• _Problem_: Please give again, word for word, the line that contains "#[arg(short, long)]" and every line after it to the end of the data, with no other lines.

(Saved entries)
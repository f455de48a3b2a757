use std::path::PathBuf;

use axum::extract::FromRef;
use clap::Parser;

mod config;
use config::Config;

mod error;
pub(crate) use error::ApiResult;

mod commands {
    pub mod serve;
    pub mod sweep;
}

mod controllers {
    pub mod paste;
}

mod keys;
mod models;

mod store;
use store::PasteStore;

mod views;

/// Share text with a link that works for a day.
#[derive(Debug, Parser)]
#[command(version)]
struct Cli {
    /// Path to a TOML config file.
    #[arg(short, long)]
    config: Option<PathBuf>,

    /// Port to listen on, overriding the config file.
    #[arg(short, long, env = "PORT")]
    port: Option<u16>,
}

#[derive(Clone, FromRef)]
pub struct App {
    pub config: Config,
    pub store: PasteStore,
}

impl App {
    pub fn new(config: Config) -> Self {
        let store = PasteStore::new(config.pastes.id_length);
        App { config, store }
    }
}

#[tokio::main]
async fn main() -> anyhow::Result<()> {
    tracing_subscriber::fmt::init();

    let cli = Cli::parse();

    let mut config = Config::load(cli.config.as_deref())?;
    if let Some(port) = cli.port {
        config.port = port;
    }

    commands::serve::run(App::new(config)).await
}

• _Worked solution_:
    #[arg(short, long)]
    config: Option<PathBuf>,

    /// Port to listen on, overriding the config file.
    #[arg(short, long, env = "PORT")]
    port: Option<u16>,
}

#[derive(Clone, FromRef)]
pub struct App {
    pub config: Config,
    pub store: PasteStore,
}

impl App {
    pub fn new(config: Config) -> Self {
        let store = PasteStore::new(config.pastes.id_length);
        App { config, store }
    }
}

#[tokio::main]
async fn main() -> anyhow::Result<()> {
    tracing_subscriber::fmt::init();

    let cli = Cli::parse();

    let mut config = Config::load(cli.config.as_deref())?;
    if let Some(port) = cli.port {
        config.port = port;
    }

    commands::serve::run(App::new(config)).await
}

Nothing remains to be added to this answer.